## Task goal:
So that the copy matches the original, retype each line of the material below exactly.
* * *
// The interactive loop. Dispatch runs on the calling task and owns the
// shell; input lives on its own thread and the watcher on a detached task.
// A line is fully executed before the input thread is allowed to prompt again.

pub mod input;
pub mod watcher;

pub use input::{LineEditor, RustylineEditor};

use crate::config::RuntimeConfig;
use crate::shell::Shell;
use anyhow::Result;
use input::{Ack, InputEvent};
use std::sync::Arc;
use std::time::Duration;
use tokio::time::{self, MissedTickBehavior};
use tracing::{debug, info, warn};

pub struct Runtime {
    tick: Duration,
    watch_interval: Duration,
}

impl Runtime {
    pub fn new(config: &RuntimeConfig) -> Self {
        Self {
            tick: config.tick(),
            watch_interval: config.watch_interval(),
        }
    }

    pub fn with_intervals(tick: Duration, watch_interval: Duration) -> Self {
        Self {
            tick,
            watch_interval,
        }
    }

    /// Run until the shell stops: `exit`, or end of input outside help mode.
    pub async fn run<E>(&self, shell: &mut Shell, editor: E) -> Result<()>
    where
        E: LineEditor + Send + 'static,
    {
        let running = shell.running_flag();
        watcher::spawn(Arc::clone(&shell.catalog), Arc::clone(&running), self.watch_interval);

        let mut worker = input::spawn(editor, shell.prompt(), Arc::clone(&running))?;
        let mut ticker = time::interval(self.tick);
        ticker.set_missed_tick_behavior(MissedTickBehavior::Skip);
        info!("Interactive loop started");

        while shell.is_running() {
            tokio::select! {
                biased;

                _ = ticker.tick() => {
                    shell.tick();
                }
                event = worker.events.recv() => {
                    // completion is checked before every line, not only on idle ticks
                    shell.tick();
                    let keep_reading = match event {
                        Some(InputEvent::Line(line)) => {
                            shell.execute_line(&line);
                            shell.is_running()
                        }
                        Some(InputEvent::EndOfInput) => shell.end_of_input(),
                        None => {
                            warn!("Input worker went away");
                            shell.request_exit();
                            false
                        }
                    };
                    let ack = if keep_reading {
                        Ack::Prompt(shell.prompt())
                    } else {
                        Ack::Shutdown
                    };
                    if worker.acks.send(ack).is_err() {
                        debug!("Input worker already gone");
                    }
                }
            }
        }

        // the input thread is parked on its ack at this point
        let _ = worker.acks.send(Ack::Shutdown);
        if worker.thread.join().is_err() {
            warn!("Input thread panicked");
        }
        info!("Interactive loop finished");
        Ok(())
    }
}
* * *
## Solved exercise:
// The interactive loop. Dispatch runs on the calling task and owns the
// shell; input lives on its own thread and the watcher on a detached task.
// A line is fully executed before the input thread is allowed to prompt again.

pub mod input;
pub mod watcher;

pub use input::{LineEditor, RustylineEditor};

use crate::config::RuntimeConfig;
use crate::shell::Shell;
use anyhow::Result;
use input::{Ack, InputEvent};
use std::sync::Arc;
use std::time::Duration;
use tokio::time::{self, MissedTickBehavior};
use tracing::{debug, info, warn};

pub struct Runtime {
    tick: Duration,
    watch_interval: Duration,
}

impl Runtime {
    pub fn new(config: &RuntimeConfig) -> Self {
        Self {
            tick: config.tick(),
            watch_interval: config.watch_interval(),
        }
    }

    pub fn with_intervals(tick: Duration, watch_interval: Duration) -> Self {
        Self {
            tick,
            watch_interval,
        }
    }

    /// Run until the shell stops: `exit`, or end of input outside help mode.
    pub async fn run<E>(&self, shell: &mut Shell, editor: E) -> Result<()>
    where
        E: LineEditor + Send + 'static,
    {
        let running = shell.running_flag();
        watcher::spawn(Arc::clone(&shell.catalog), Arc::clone(&running), self.watch_interval);

        let mut worker = input::spawn(editor, shell.prompt(), Arc::clone(&running))?;
        let mut ticker = time::interval(self.tick);
        ticker.set_missed_tick_behavior(MissedTickBehavior::Skip);
        info!("Interactive loop started");

        while shell.is_running() {
            tokio::select! {
                biased;

                _ = ticker.tick() => {
                    shell.tick();
                }
                event = worker.events.recv() => {
                    // completion is checked before every line, not only on idle ticks
                    shell.tick();
                    let keep_reading = match event {
                        Some(InputEvent::Line(line)) => {
                            shell.execute_line(&line);
                            shell.is_running()
                        }
                        Some(InputEvent::EndOfInput) => shell.end_of_input(),
                        None => {
                            warn!("Input worker went away");
                            shell.request_exit();
                            false
                        }
                    };
                    let ack = if keep_reading {
                        Ack::Prompt(shell.prompt())
                    } else {
                        Ack::Shutdown
                    };
                    if worker.acks.send(ack).is_err() {
                        debug!("Input worker already gone");
                    }
                }
            }
        }

        // the input thread is parked on its ack at this point
        let _ = worker.acks.send(Ack::Shutdown);
        if worker.thread.join().is_err() {
            warn!("Input thread panicked");
        }
        info!("Interactive loop finished");
        Ok(())
    }
}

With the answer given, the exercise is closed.